Furthermore, when a long-time process, such as a process of reading and writing musical piece information into the buffer, is carried out two or more times, various resources including the CPU resource of each processor and the resource of the bus are occupied for a long time, or a situation in which the execution of another process is blocked and the completion of this process is delayed occurs. Therefore, the response of the whole system to the user's operation gets worse.
In addition, when specification of a musical piece from the system 1 or 2 occurs at random, the response of the operation of the system 1 also gets worse due to the processing carried out by the system 2. Conventionally, when congestion occurs in the systems 1 and 2, there is a possibility that any of various operations causes an increase in the processing load of the whole system and a processing delay, and the response ability to respond to the user's operation reaches its limit.
For example, in a case in which the musical piece DB storage unit 104 and the musical piece data storage unit 105 are constructed on the same storage medium, a conflict may occur between the process of reading record information of the musical piece DB and the process of reading musical piece data. In this case, a problem is that a delay occurs in the process of reading musical piece data, and the time required to start a playback of a musical piece after the user has specified this musical piece is lengthened.
In order to solve the above-mentioned problem, there can be considered a method of making the musical piece information searching unit 102 individually read musical piece information in units of not each record, but each information which constructs the musical piece information. However, an advantage of shortening the processing time is not provided for the following reasons.
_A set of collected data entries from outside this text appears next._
use rocket::http::{Header, Status};
use rocket::response::{self, Responder};
use rocket::{Request, Response, catch};
use rocket_okapi::r#gen::OpenApiGenerator;
use rocket_okapi::okapi::openapi3::Responses;
use rocket_okapi::response::OpenApiResponderInner;
use serde::Serialize;
use std::io::Cursor;

use crate::auth::AuthError;

#[derive(Debug)]
pub enum ApiError {
    DatabaseError(sqlx::Error),
    Unauthenticated(String),
    Forbidden(String),
    NotFound(String),
    Conflict { field: &'static str, message: String },
    Validation(String),
    InternalError(String),
}

#[derive(Serialize)]
struct ErrorResponse {
    error: String,
    message: String,
}

impl<'r> Responder<'r, 'static> for ApiError {
    fn respond_to(self, _: &'r Request<'_>) -> response::Result<'static> {
        let (status, error_type, message) = match self {
            ApiError::DatabaseError(e) => {
                log::error!("database error: {}", e);
                (Status::InternalServerError, "DatabaseError", e.to_string())
            }
            ApiError::Unauthenticated(msg) => {
                log::debug!("unauthenticated: {}", msg);
                (Status::Unauthorized, "Unauthenticated", msg)
            }
            ApiError::Forbidden(msg) => {
                log::debug!("forbidden: {}", msg);
                (Status::Forbidden, "Forbidden", msg)
            }
            ApiError::NotFound(msg) => {
                log::debug!("not found: {}", msg);
                (Status::NotFound, "NotFound", msg)
            }
            ApiError::Conflict { field, message } => {
                log::debug!("conflict on {}: {}", field, message);
                (Status::Conflict, "Conflict", message)
            }
            ApiError::Validation(msg) => {
                log::debug!("validation error: {}", msg);
                (Status::UnprocessableEntity, "ValidationError", msg)
            }
            ApiError::InternalError(msg) => {
                log::error!("internal error: {}", msg);
                (Status::InternalServerError, "InternalError", msg)
            }
        };

        let error_response = ErrorResponse {
            error: error_type.to_string(),
            message,
        };

        let json = serde_json::to_string(&error_response).unwrap_or_else(|_| {
            r#"{"error":"SerializationError","message":"Failed to serialize error"}"#.to_string()
        });

        let mut builder = Response::build();
        builder
            .status(status)
            .header(rocket::http::ContentType::JSON)
            .sized_body(json.len(), Cursor::new(json));

        if status == Status::Unauthorized {
            builder.header(Header::new("WWW-Authenticate", "Bearer"));
        }

        builder.ok()
    }
}

impl OpenApiResponderInner for ApiError {
    fn responses(_gen: &mut OpenApiGenerator) -> rocket_okapi::Result<Responses> {
        Ok(Responses::default())
    }
}

impl From<sqlx::Error> for ApiError {
    fn from(err: sqlx::Error) -> Self {
        match &err {
            sqlx::Error::RowNotFound => ApiError::NotFound("Resource not found".to_string()),
            sqlx::Error::Database(db_err) if db_err.code().as_deref() == Some("23505") => {
                // Unique violation: name the colliding field from the
                // constraint so a racing create still reports 409, not 500.
                let field = match db_err.constraint() {
                    Some("users_email_key") => "email",
                    Some("users_phone_number_key") => "phone_number",
                    Some("cars_license_plate_key") => "license_plate",
                    _ => "unique field",
                };
                ApiError::Conflict {
                    field,
                    message: format!("Value for {field} is already taken"),
                }
            }
            _ => ApiError::DatabaseError(err),
        }
    }
}

impl From<AuthError> for ApiError {
    fn from(err: AuthError) -> Self {
        match err {
            AuthError::InvalidCredentials
            | AuthError::TokenExpired
            | AuthError::TokenInvalid
            | AuthError::Unauthorized => ApiError::Unauthenticated(err.to_string()),
            AuthError::Forbidden => ApiError::Forbidden(err.to_string()),
            AuthError::Sqlx(e) => ApiError::from(e),
            other => ApiError::InternalError(other.to_string()),
        }
    }
}

/// Catcher for 401s raised by request guards, so a rejected bearer
/// credential still produces the JSON error body and the
/// `WWW-Authenticate: Bearer` hint.
#[catch(401)]
pub fn unauthorized() -> ApiError {
    ApiError::Unauthenticated("Could not validate credentials".to_string())
}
First, in a storage medium in which the musical piece DB storage unit 104 is constructed, such as an HDD, a CD or a DVD, data reading is carried out per sector. For example, in the case of an HDD in which each sector is 512 bytes in size, physical data reading is carried out in units of one sector, i.e. 512 bytes.
Furthermore, the total data size occupied by one musical piece information (the size of one record) usually falls within one sector. Therefore, even if the musical piece information searching unit tries to read each item information of musical piece information individually, the resultant data volume read from the medium does not differ from that in the case in which the musical piece information is read in a batch.
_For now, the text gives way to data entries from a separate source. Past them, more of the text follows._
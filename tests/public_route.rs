use carqr_api::test_support::{
    TestDatabase, TestFixtures, TestRocketBuilder, api_routes, auth_state_from, provision_test_db,
    test_auth_config,
};
use rocket::http::Status;
use rocket::local::asynchronous::Client;
use serde_json::Value;

async fn api_client(db: &TestDatabase) -> Client {
    TestRocketBuilder::new()
        .with_database(db.url())
        .manage_pg_pool(db.pool_clone())
        .manage_auth_state(auth_state_from(test_auth_config()))
        .mount_api_routes(api_routes())
        .async_client()
        .await
}

#[tokio::test]
async fn plate_lookup_exposes_only_brand_and_model() {
    let Some(test_db) = provision_test_db().await else {
        return;
    };
    let fixtures = TestFixtures::new(test_db.pool());
    let owner_id = fixtures
        .insert_user("private@example.com", "+380992000001", "testpassword", false)
        .await
        .expect("insert user");
    fixtures
        .insert_car(owner_id, "AO1234BC", "Toyota", "Camry")
        .await
        .expect("insert car");

    let client = api_client(&test_db).await;

    let response = client.get("/public/cars/AO1234BC").dispatch().await;
    assert_eq!(response.status(), Status::Ok);
    let payload: Value = response.into_json().await.expect("valid JSON payload");
    assert_eq!(payload["brand"], "Toyota");
    assert_eq!(payload["model"], "Camry");
    // The owner kept their phone private, and nothing identifying leaks.
    assert!(payload.get("owner_phone").is_none());
    assert!(payload.get("id").is_none());
    assert!(payload.get("owner_id").is_none());
    assert!(payload.get("license_plate").is_none());

    drop(client);
    test_db.close().await;
}

#[tokio::test]
async fn plate_lookup_shares_phone_when_opted_in() {
    let Some(test_db) = provision_test_db().await else {
        return;
    };
    let fixtures = TestFixtures::new(test_db.pool());
    let owner_id = fixtures
        .insert_user("reachable@example.com", "+380992000002", "testpassword", true)
        .await
        .expect("insert user");
    fixtures
        .insert_car(owner_id, "KA7777KA", "Tesla", "Model 3")
        .await
        .expect("insert car");

    let client = api_client(&test_db).await;

    let response = client.get("/public/cars/KA7777KA").dispatch().await;
    assert_eq!(response.status(), Status::Ok);
    let payload: Value = response.into_json().await.expect("valid JSON payload");
    assert_eq!(payload["brand"], "Tesla");
    assert_eq!(payload["owner_phone"], "+380992000002");

    drop(client);
    test_db.close().await;
}

#[tokio::test]
async fn unknown_plate_is_not_found() {
    let Some(test_db) = provision_test_db().await else {
        return;
    };
    let client = api_client(&test_db).await;

    let response = client.get("/public/cars/NO5UCH1").dispatch().await;
    assert_eq!(response.status(), Status::NotFound);
    let payload: Value = response.into_json().await.expect("valid JSON payload");
    assert_eq!(payload["error"], "NotFound");

    drop(client);
    test_db.close().await;
}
There can be considered a method of newly disposing a reading unit of reading information in units of a smaller amount of data (e.g. one sector or less) in order to read each item information of musical piece information individually.
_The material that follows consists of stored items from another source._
use carqr_api::auth::JwtService;
use carqr_api::test_support::{
    TestDatabase, TestFixtures, TestRocketBuilder, api_routes, auth_state_from, provision_test_db,
    test_auth_config,
};
use rocket::http::{ContentType, Cookie, Header, Status};
use rocket::local::asynchronous::Client;
use serde_json::Value;

async fn api_client(db: &TestDatabase) -> Client {
    TestRocketBuilder::new()
        .with_database(db.url())
        .manage_pg_pool(db.pool_clone())
        .manage_auth_state(auth_state_from(test_auth_config()))
        .mount_api_routes(api_routes())
        .async_client()
        .await
}

#[tokio::test]
async fn login_returns_a_bearer_token_that_resolves_the_user() {
    let Some(test_db) = provision_test_db().await else {
        return;
    };
    let fixtures = TestFixtures::new(test_db.pool());
    fixtures
        .insert_user("driver@example.com", "+380990000001", "testpassword", false)
        .await
        .expect("insert user");

    let client = api_client(&test_db).await;

    let response = client
        .post("/auth/token")
        .header(ContentType::Form)
        .body("username=driver@example.com&password=testpassword")
        .dispatch()
        .await;
    assert_eq!(response.status(), Status::Ok);
    let payload: Value = response.into_json().await.expect("valid JSON payload");
    assert_eq!(payload["token_type"], "bearer");
    let token = payload["access_token"].as_str().expect("token").to_string();

    let me = client
        .get("/users/me")
        .header(Header::new("Authorization", format!("Bearer {token}")))
        .dispatch()
        .await;
    assert_eq!(me.status(), Status::Ok);
    let me_payload: Value = me.into_json().await.expect("valid JSON payload");
    assert_eq!(me_payload["email"], "driver@example.com");

    drop(client);
    test_db.close().await;
}

#[tokio::test]
async fn wrong_password_and_unknown_email_fail_identically() {
    let Some(test_db) = provision_test_db().await else {
        return;
    };
    let fixtures = TestFixtures::new(test_db.pool());
    fixtures
        .insert_user("known@example.com", "+380990000002", "testpassword", false)
        .await
        .expect("insert user");

    let client = api_client(&test_db).await;

    let wrong_password = client
        .post("/auth/token")
        .header(ContentType::Form)
        .body("username=known@example.com&password=not-the-password")
        .dispatch()
        .await;
    let wrong_password_status = wrong_password.status();
    let wrong_password_body = wrong_password.into_string().await.expect("body");

    let unknown_email = client
        .post("/auth/token")
        .header(ContentType::Form)
        .body("username=nobody@example.com&password=whatever123")
        .dispatch()
        .await;
    let unknown_email_status = unknown_email.status();
    let unknown_email_body = unknown_email.into_string().await.expect("body");

    assert_eq!(wrong_password_status, Status::Unauthorized);
    assert_eq!(unknown_email_status, Status::Unauthorized);
    // No distinguishing signal between the two failure modes.
    assert_eq!(wrong_password_body, unknown_email_body);

    drop(client);
    test_db.close().await;
}

#[tokio::test]
async fn expired_token_is_unauthenticated() {
    let Some(test_db) = provision_test_db().await else {
        return;
    };
    let fixtures = TestFixtures::new(test_db.pool());
    fixtures
        .insert_user("late@example.com", "+380990000003", "testpassword", false)
        .await
        .expect("insert user");

    let client = api_client(&test_db).await;

    // Mint a token that expired five minutes ago, signed with the same
    // secret the server verifies against.
    let mut expired_config = test_auth_config();
    expired_config.access_token_ttl_mins = -5;
    let expired = JwtService::from_config(&expired_config)
        .issue_access_token("late@example.com")
        .expect("issue token");

    let response = client
        .get("/users/me")
        .header(Header::new(
            "Authorization",
            format!("Bearer {}", expired.token),
        ))
        .dispatch()
        .await;
    assert_eq!(response.status(), Status::Unauthorized);
    assert_eq!(response.headers().get_one("WWW-Authenticate"), Some("Bearer"));

    drop(response);
    drop(client);
    test_db.close().await;
}

#[tokio::test]
async fn token_for_a_deleted_subject_is_unauthenticated() {
    let Some(test_db) = provision_test_db().await else {
        return;
    };
    let client = api_client(&test_db).await;

    // Valid signature, but the subject never existed.
    let ghost = JwtService::from_config(&test_auth_config())
        .issue_access_token("ghost@example.com")
        .expect("issue token");

    let response = client
        .get("/users/me")
        .header(Header::new(
            "Authorization",
            format!("Bearer {}", ghost.token),
        ))
        .dispatch()
        .await;
    assert_eq!(response.status(), Status::Unauthorized);

    drop(response);
    drop(client);
    test_db.close().await;
}

#[tokio::test]
async fn session_cookie_flow_logs_in_and_out() {
    let Some(test_db) = provision_test_db().await else {
        return;
    };
    let fixtures = TestFixtures::new(test_db.pool());
    fixtures
        .insert_user("browser@example.com", "+380990000004", "testpassword", false)
        .await
        .expect("insert user");

    let client = api_client(&test_db).await;

    // Anonymous introspection first: soft absence, not an error.
    let anonymous = client.get("/auth/session").dispatch().await;
    assert_eq!(anonymous.status(), Status::Ok);
    let payload: Value = anonymous.into_json().await.expect("valid JSON payload");
    assert_eq!(payload["authenticated"], false);

    let login = client
        .post("/auth/session")
        .header(ContentType::Form)
        .body("username=browser@example.com&password=testpassword")
        .dispatch()
        .await;
    assert_eq!(login.status(), Status::Ok);

    // The tracked client carries the session cookie forward.
    let introspect = client.get("/auth/session").dispatch().await;
    assert_eq!(introspect.status(), Status::Ok);
    let payload: Value = introspect.into_json().await.expect("valid JSON payload");
    assert_eq!(payload["authenticated"], true);
    assert_eq!(payload["user"]["email"], "browser@example.com");

    let logout = client.delete("/auth/session").dispatch().await;
    assert_eq!(logout.status(), Status::NoContent);

    let after_logout = client.get("/auth/session").dispatch().await;
    let payload: Value = after_logout.into_json().await.expect("valid JSON payload");
    assert_eq!(payload["authenticated"], false);

    drop(login);
    drop(logout);
    drop(client);
    test_db.close().await;
}

#[tokio::test]
async fn garbage_session_cookie_is_soft_absent() {
    let Some(test_db) = provision_test_db().await else {
        return;
    };
    let client = api_client(&test_db).await;

    // Wrong prefix.
    let bad_prefix = client
        .get("/auth/session")
        .cookie(Cookie::new("carqr_session", "Token abcdef"))
        .dispatch()
        .await;
    assert_eq!(bad_prefix.status(), Status::Ok);
    let payload: Value = bad_prefix.into_json().await.expect("valid JSON payload");
    assert_eq!(payload["authenticated"], false);

    // Bearer prefix but not a token.
    let bad_token = client
        .get("/auth/session")
        .cookie(Cookie::new("carqr_session", "Bearer not-a-jwt"))
        .dispatch()
        .await;
    assert_eq!(bad_token.status(), Status::Ok);
    let payload: Value = bad_token.into_json().await.expect("valid JSON payload");
    assert_eq!(payload["authenticated"], false);

    drop(client);
    test_db.close().await;
}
However, because physical data reading is indispensable in the above-mentioned storage medium, a significant shortening of the processing time cannot be expected as compared with the case in which musical piece information is read out in a batch even if the above-mentioned reading unit is disposed.
The above-mentioned problem is specific to reading of data from the musical piece DB storage unit 104 and a playback device including a data transfer path like the vehicle-mounted network 111, and simple use of the method of improving the efficiency of the data transfer resources described in the patent reference 1 cannot solve the problem.
The present invention is made in order to solve the above-mentioned problem, and it is therefore an object of the present invention to provide an in-vehicle media playback device which reduces the frequency of access to a musical piece database to reduce the processing load thereon and the operation delay occurring therein, thereby being able to improve the ability of response to a user's operation of specifying a playback object.